THE PROBLEM ::
Using the listing below, select the lines with the word "Mutex" and copy them.

DATA SHOWN Block Start

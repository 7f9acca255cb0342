//! Signing key rotation and session issuance.
//!
//! Several keys may be valid at once. The newest signs new tokens; every
//! valid key is tried when verifying, so rotating in new keys does not
//! invalidate sessions signed with older ones until those keys expire.

use std::sync::Arc;
use std::time::Duration as StdDuration;

use chrono::Duration;
use moka::future::Cache;
use tokio::sync::Mutex;
use tracing::{debug, info};
use uuid::Uuid;

use membership_core::audit::{AuditCategory, AuditEvent};
use membership_core::config::SessionConfig;
use membership_core::error::AppError;
use membership_core::result::AppResult;
use membership_core::traits::{AuditSink, Clock, Store};
use membership_database::repositories::SigningKeyRepository;
use membership_entity::account::Account;
use membership_entity::session::{Session, SigningKey};

use crate::jwt::{SessionClaims, TokenSigner, TokenVerifier};

/// Length of generated key material in bytes.
pub const KEY_LENGTH: usize = 32;

const VALID_KEYS: &str = "valid";

/// Owns the signing keys and issues, verifies, and refreshes session tokens.
#[derive(Clone)]
pub struct SessionKeyManager {
    store: Arc<dyn Store>,
    audit: Arc<dyn AuditSink>,
    clock: Arc<dyn Clock>,
    config: SessionConfig,
    signer: TokenSigner,
    verifier: TokenVerifier,
    cache: Cache<&'static str, Arc<Vec<SigningKey>>>,
    /// Serializes key generation.
    generation: Arc<Mutex<()>>,
}

impl std::fmt::Debug for SessionKeyManager {
    fn fmt(&self, f: &mut std::fmt::Formatter<'_>) -> std::fmt::Result {
        f.debug_struct("SessionKeyManager")
            .field("config", &self.config)
            .finish()
    }
}

impl SessionKeyManager {
    /// Creates a new session key manager.
    pub fn new(
        store: Arc<dyn Store>,
        audit: Arc<dyn AuditSink>,
        clock: Arc<dyn Clock>,
        config: SessionConfig,
    ) -> Self {
        let cache = Cache::builder()
            .max_capacity(1)
            .time_to_live(StdDuration::from_secs(config.key_cache_ttl_seconds))
            .build();

        Self {
            store,
            audit,
            clock,
            config,
            signer: TokenSigner,
            verifier: TokenVerifier::new(),
            cache,
            generation: Arc::new(Mutex::new(())),
        }
    }

    /// Keys valid now, newest first. May be empty.
    pub async fn valid_keys(&self) -> AppResult<Arc<Vec<SigningKey>>> {
        let now = self.clock.now();

        if let Some(cached) = self.cache.get(VALID_KEYS).await {
            if cached.iter().all(|k| k.is_valid_at(now)) && !cached.is_empty() {
                return Ok(cached);
            }
        }

        let keys = {
            let mut conn = self.store.connection().await?;
            SigningKeyRepository::find_valid(&mut *conn, now).await?
        };

        let keys = Arc::new(keys);
        if !keys.is_empty() {
            self.cache.insert(VALID_KEYS, Arc::clone(&keys)).await;
        }
        Ok(keys)
    }

    /// Keys valid now, newest first, generating `count` fresh keys if none
    /// are valid.
    pub async fn get_or_create_active_keys(&self, count: usize) -> AppResult<Arc<Vec<SigningKey>>> {
        let keys = self.valid_keys().await?;
        if !keys.is_empty() {
            return Ok(keys);
        }

        let _guard = self.generation.lock().await;

        // Another task may have generated keys while we waited.
        let keys = self.valid_keys().await?;
        if !keys.is_empty() {
            return Ok(keys);
        }

        self.generate(count).await?;
        self.valid_keys().await
    }

    /// Generate and persist `count` new keys, leaving existing keys valid.
    pub async fn rotate_keys(&self, count: usize) -> AppResult<Vec<i64>> {
        let _guard = self.generation.lock().await;
        self.generate(count).await
    }

    async fn generate(&self, count: usize) -> AppResult<Vec<i64>> {
        if count == 0 {
            return Err(AppError::validation("At least one key must be generated"));
        }

        let now = self.clock.now();
        let valid_until = now + Duration::days(self.config.key_validity_days);

        let ids = {
            let mut uow = self.store.begin().await?;
            let mut ids = Vec::with_capacity(count);
            for _ in 0..count {
                let material: [u8; KEY_LENGTH] = rand::random();
                ids.push(SigningKeyRepository::insert(&mut *uow, &material, now, valid_until).await?);
            }
            uow.commit().await?;
            ids
        };

        self.cache.invalidate(VALID_KEYS).await;

        info!(count, valid_until = %valid_until, "Session signing keys generated");
        self.audit
            .emit(
                AuditEvent::success(AuditCategory::SessionKeys, "Session signing keys generated")
                    .with_detail("count", count as i64)
                    .with_detail("valid_until", valid_until.to_rfc3339()),
            )
            .await;
        Ok(ids)
    }

    /// Start a new session for `account` and sign it with the newest key.
    pub async fn issue_session(
        &self,
        account: &Account,
        temporary_password: bool,
    ) -> AppResult<(Session, String)> {
        let session = Session {
            logged_in: true,
            session_id: Uuid::new_v4().to_string(),
            account_id: account.id,
            username: account.username.clone(),
            name: account.name.clone(),
            surname: account.surname.clone(),
            temporary_password,
        };

        let token = self.sign(&session).await?;
        debug!(account_id = account.id, session_id = %session.session_id, "Session issued");
        Ok((session, token))
    }

    /// The session a token carries, if any valid key signed it and it has
    /// not expired.
    pub async fn verify_session(&self, token: &str) -> AppResult<Session> {
        let keys = self.valid_keys().await?;
        let claims = self.verifier.verify(token, &keys, self.clock.now())?;
        Ok(claims.into_session())
    }

    /// Re-sign an updated session snapshot with the newest key.
    pub async fn refresh_session(&self, session: &Session) -> AppResult<String> {
        if !session.logged_in {
            return Err(AppError::authentication("Session is not logged in"));
        }
        self.sign(session).await
    }

    async fn sign(&self, session: &Session) -> AppResult<String> {
        let keys = self
            .get_or_create_active_keys(self.config.keys_per_rotation)
            .await?;
        let key = keys
            .first()
            .ok_or_else(|| AppError::internal("No signing key available"))?;

        let now = self.clock.now();
        let claims = SessionClaims::new(session, now, now + Duration::hours(self.config.session_ttl_hours));
        self.signer.sign(&claims, key)
    }

    /// Session settings in use.
    pub fn config(&self) -> &SessionConfig {
        &self.config
    }
}
//! Logging configuration.

use serde::{Deserialize, Serialize};

/// Logging and tracing configuration.
#[derive(Debug, Clone, Serialize, Deserialize)]
pub struct LoggingConfig {
    /// Log level: `"trace"`, `"debug"`, `"info"`, `"warn"`, `"error"`.
    #[serde(default = "default_level")]
    pub level: String,
    /// Log format: `"json"` or `"pretty"`.
    #[serde(default = "default_format")]
    pub format: String,
}

impl Default for LoggingConfig {
    fn default() -> Self {
        Self {
            level: default_level(),
            format: default_format(),
        }
    }
}

fn default_level() -> String {
    "info".to_string()
}

fn default_format() -> String {
    "json".to_string()
}
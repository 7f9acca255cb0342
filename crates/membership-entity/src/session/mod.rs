//! Session and signing key entities.

pub mod key;
pub mod model;

pub use key::SigningKey;
pub use model::Session;
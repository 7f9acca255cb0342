//! Password hashing and quality rules.

pub mod hasher;
pub mod validator;

pub use hasher::PasswordHasher;
pub use validator::{PasswordValidator, PolicyViolation};
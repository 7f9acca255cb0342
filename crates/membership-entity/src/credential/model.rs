//! Credential entity model.

use chrono::{DateTime, Utc};
use serde::{Deserialize, Serialize};

use membership_core::result::AppResult;
use membership_core::types::SqlRow;

/// One password version of an account.
///
/// The credential is current over `[valid_from, valid_until)`; an open
/// interval (`valid_until = None`) never expires. At most one credential
/// per account is open.
#[derive(Debug, Clone, Serialize, Deserialize)]
pub struct Credential {
    /// Row identifier.
    pub id: i64,
    /// Owning account.
    pub account_id: i64,
    /// Password hash, computed over salt and password.
    #[serde(skip_serializing)]
    pub hash: String,
    /// Salt the hash was computed with.
    #[serde(skip_serializing)]
    pub salt: String,
    /// Start of the validity interval.
    pub valid_from: DateTime<Utc>,
    /// End of the validity interval, exclusive.
    pub valid_until: Option<DateTime<Utc>>,
    /// Whether the password must be changed at next login.
    pub is_temporary: bool,
}

impl Credential {
    /// Decode a `credentials` row.
    pub fn from_row(row: &SqlRow) -> AppResult<Self> {
        Ok(Self {
            id: row.i64("id")?,
            account_id: row.i64("account_id")?,
            hash: row.string("hash")?,
            salt: row.string("salt")?,
            valid_from: row.timestamp("valid_from")?,
            valid_until: row.opt_timestamp("valid_until")?,
            is_temporary: row.flag("is_temporary")?,
        })
    }

    /// Whether the interval contains `at`.
    pub fn is_valid_at(&self, at: DateTime<Utc>) -> bool {
        self.valid_from <= at && self.valid_until.is_none_or(|until| at < until)
    }
}
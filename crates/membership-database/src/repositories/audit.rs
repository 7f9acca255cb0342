//! Audit log repository implementation.

use chrono::{DateTime, Utc};

use membership_core::audit::AuditEvent;
use membership_core::result::AppResult;
use membership_core::traits::SqlExecutor;
use membership_core::types::SqlValue;
use membership_entity::audit::AuditLogEntry;

const AUDIT_COLUMNS: &str = "id, logged_at, category, status, message, error, details";

/// Repository for audit log entries (append-only).
#[derive(Debug, Clone, Copy)]
pub struct AuditLogRepository;

impl AuditLogRepository {
    /// Append an event.
    pub async fn insert<E>(db: &mut E, event: &AuditEvent, logged_at: DateTime<Utc>) -> AppResult<u64>
    where
        E: SqlExecutor + ?Sized,
    {
        db.execute(
            "INSERT INTO audit_log (logged_at, category, status, message, error, details) \
             VALUES (?, ?, ?, ?, ?, ?)",
            &[
                SqlValue::Timestamp(logged_at),
                SqlValue::from(event.category.as_str()),
                SqlValue::from(event.status.as_str()),
                SqlValue::from(event.message.as_str()),
                SqlValue::opt_text(event.error.as_deref()),
                SqlValue::Text(event.details.to_string()),
            ],
        )
        .await
    }

    /// The most recent entries, newest first, optionally filtered by category.
    pub async fn find_recent<E>(
        db: &mut E,
        category: Option<&str>,
        limit: i64,
    ) -> AppResult<Vec<AuditLogEntry>>
    where
        E: SqlExecutor + ?Sized,
    {
        let rows = match category {
            Some(category) => {
                let sql = format!(
                    "SELECT {AUDIT_COLUMNS} FROM audit_log WHERE category = ? \
                     ORDER BY logged_at DESC, id DESC LIMIT ?"
                );
                db.fetch_all(&sql, &[SqlValue::from(category), SqlValue::Int(limit)])
                    .await?
            }
            None => {
                let sql = format!(
                    "SELECT {AUDIT_COLUMNS} FROM audit_log ORDER BY logged_at DESC, id DESC LIMIT ?"
                );
                db.fetch_all(&sql, &[SqlValue::Int(limit)]).await?
            }
        };
        rows.iter().map(AuditLogEntry::from_row).collect()
    }
}
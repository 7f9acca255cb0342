//! Session key and token configuration.

use serde::{Deserialize, Serialize};

/// Signing key rotation and session token configuration.
#[derive(Debug, Clone, Serialize, Deserialize)]
pub struct SessionConfig {
    /// Validity window of freshly generated signing keys, in days.
    #[serde(default = "default_key_validity_days")]
    pub key_validity_days: i64,
    /// Number of keys generated per rotation.
    #[serde(default = "default_keys_per_rotation")]
    pub keys_per_rotation: usize,
    /// How long the set of valid keys is cached before being re-read.
    #[serde(default = "default_key_cache_ttl")]
    pub key_cache_ttl_seconds: u64,
    /// Lifetime of an issued session token, in hours.
    #[serde(default = "default_session_ttl")]
    pub session_ttl_hours: i64,
    /// Name of the cookie carrying the session token.
    #[serde(default = "default_cookie_name")]
    pub cookie_name: String,
}

impl Default for SessionConfig {
    fn default() -> Self {
        Self {
            key_validity_days: default_key_validity_days(),
            keys_per_rotation: default_keys_per_rotation(),
            key_cache_ttl_seconds: default_key_cache_ttl(),
            session_ttl_hours: default_session_ttl(),
            cookie_name: default_cookie_name(),
        }
    }
}

fn default_key_validity_days() -> i64 {
    30
}

fn default_keys_per_rotation() -> usize {
    2
}

fn default_key_cache_ttl() -> u64 {
    60
}

fn default_session_ttl() -> i64 {
    12
}

fn default_cookie_name() -> String {
    "membership-session".to_string()
}
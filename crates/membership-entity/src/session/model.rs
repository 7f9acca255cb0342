//! Client-held session model.

use serde::{Deserialize, Serialize};

/// The session a client carries between requests.
///
/// Nothing about it is stored server-side; its integrity comes from the
/// signed token it travels in.
#[derive(Debug, Clone, PartialEq, Eq, Serialize, Deserialize)]
pub struct Session {
    /// Whether the holder is logged in.
    pub logged_in: bool,
    /// Opaque session identifier.
    pub session_id: String,
    /// Account identifier.
    pub account_id: i64,
    /// Login name.
    pub username: String,
    /// Given name.
    pub name: String,
    /// Family name.
    pub surname: String,
    /// Whether the holder logged in with a temporary password.
    pub temporary_password: bool,
}
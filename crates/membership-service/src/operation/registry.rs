//! Explicit map from operation key to handler.
//!
//! Handlers are plain functions registered by key at construction; there is
//! no lookup by type or method name.

use std::collections::HashMap;
use std::future::Future;
use std::pin::Pin;
use std::sync::Arc;

use tracing::debug;

use membership_core::error::AppError;
use membership_core::result::AppResult;

use super::types::{Request, Response};
use crate::account::{AccountService, ChangePasswordResponse, LoginResponse, RegisterResponse};
use crate::context::RequestContext;

/// Key of the login operation.
pub const PERFORM_LOGIN: &str = "perform-login";
/// Key of the logout operation.
pub const PERFORM_LOGOUT: &str = "perform-logout";
/// Key of the registration operation.
pub const PERFORM_REGISTER: &str = "perform-register";
/// Key of the password change operation.
pub const PERFORM_CHANGE_PASSWORD: &str = "perform-change-password";

/// Future returned by a handler.
pub type HandlerFuture = Pin<Box<dyn Future<Output = AppResult<Response>> + Send>>;

/// An operation handler.
pub type Handler = fn(Arc<AccountService>, RequestContext, Request) -> HandlerFuture;

/// Dispatches requests to the handler registered under their key.
#[derive(Debug, Clone)]
pub struct OperationRegistry {
    accounts: Arc<AccountService>,
    handlers: HashMap<&'static str, Handler>,
}

impl OperationRegistry {
    /// A registry with the built-in account operations.
    pub fn new(accounts: Arc<AccountService>) -> Self {
        let mut handlers: HashMap<&'static str, Handler> = HashMap::new();
        handlers.insert(PERFORM_LOGIN, perform_login);
        handlers.insert(PERFORM_LOGOUT, perform_logout);
        handlers.insert(PERFORM_REGISTER, perform_register);
        handlers.insert(PERFORM_CHANGE_PASSWORD, perform_change_password);
        Self { accounts, handlers }
    }

    /// Registered keys, sorted.
    pub fn keys(&self) -> Vec<&'static str> {
        let mut keys: Vec<_> = self.handlers.keys().copied().collect();
        keys.sort_unstable();
        keys
    }

    /// Whether a handler is registered under `key`.
    pub fn contains(&self, key: &str) -> bool {
        self.handlers.contains_key(key)
    }

    /// Run the handler registered under `key`.
    ///
    /// An unknown key is `NotFound`; a request that does not fit the
    /// operation is a validation error.
    pub async fn dispatch(
        &self,
        key: &str,
        ctx: RequestContext,
        request: Request,
    ) -> AppResult<Response> {
        let handler = self
            .handlers
            .get(key)
            .ok_or_else(|| AppError::not_found(format!("Unknown operation '{key}'")))?;

        debug!(operation = %key, request = request.name(), ip = %ctx.ip_address, "Dispatching");
        handler(Arc::clone(&self.accounts), ctx, request).await
    }
}

fn mismatch(key: &str, request: &Request) -> AppError {
    AppError::validation(format!(
        "Operation '{key}' does not accept a {} request",
        request.name()
    ))
}

fn session_token(ctx: &RequestContext) -> AppResult<&str> {
    ctx.session_token
        .as_deref()
        .ok_or_else(|| AppError::authentication("No session token presented"))
}

fn perform_login(
    accounts: Arc<AccountService>,
    ctx: RequestContext,
    request: Request,
) -> HandlerFuture {
    Box::pin(async move {
        let (username, password) = match request {
            Request::Login { username, password } => (username, password),
            other => return Err(mismatch(PERFORM_LOGIN, &other)),
        };
        Ok(
            match accounts.login(&username, &password, &ctx.ip_address).await? {
                LoginResponse::Success { session, token } => Response::LoggedIn { session, token },
                LoginResponse::Failure { message } => Response::LoginFailed { message },
            },
        )
    })
}

fn perform_logout(
    accounts: Arc<AccountService>,
    ctx: RequestContext,
    request: Request,
) -> HandlerFuture {
    Box::pin(async move {
        if !matches!(request, Request::Logout) {
            return Err(mismatch(PERFORM_LOGOUT, &request));
        }
        let session = accounts.logout(session_token(&ctx)?).await?;
        Ok(Response::LoggedOut {
            account_id: session.account_id,
        })
    })
}

fn perform_register(
    accounts: Arc<AccountService>,
    _ctx: RequestContext,
    request: Request,
) -> HandlerFuture {
    Box::pin(async move {
        let req = match request {
            Request::Register(req) => req,
            other => return Err(mismatch(PERFORM_REGISTER, &other)),
        };
        Ok(match accounts.register(req).await? {
            RegisterResponse::Registered { account_id } => Response::Registered { account_id },
            RegisterResponse::Rejected(violation) => Response::RegistrationRejected {
                message: violation.to_string(),
            },
        })
    })
}

fn perform_change_password(
    accounts: Arc<AccountService>,
    ctx: RequestContext,
    request: Request,
) -> HandlerFuture {
    Box::pin(async move {
        let req = match request {
            Request::ChangePassword(req) => req,
            other => return Err(mismatch(PERFORM_CHANGE_PASSWORD, &other)),
        };
        let token = session_token(&ctx)?;
        Ok(
            match accounts.change_password(token, req, &ctx.ip_address).await? {
                ChangePasswordResponse::Changed { token, .. } => Response::PasswordChanged { token },
                ChangePasswordResponse::Rejected { message } => {
                    Response::PasswordRejected { message }
                }
            },
        )
    })
}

DATA SHOWN Block End

EXPECTED ANSWER ::
use tokio::sync::Mutex;
    generation: Arc<Mutex<()>>,
            generation: Arc::new(Mutex::new(())),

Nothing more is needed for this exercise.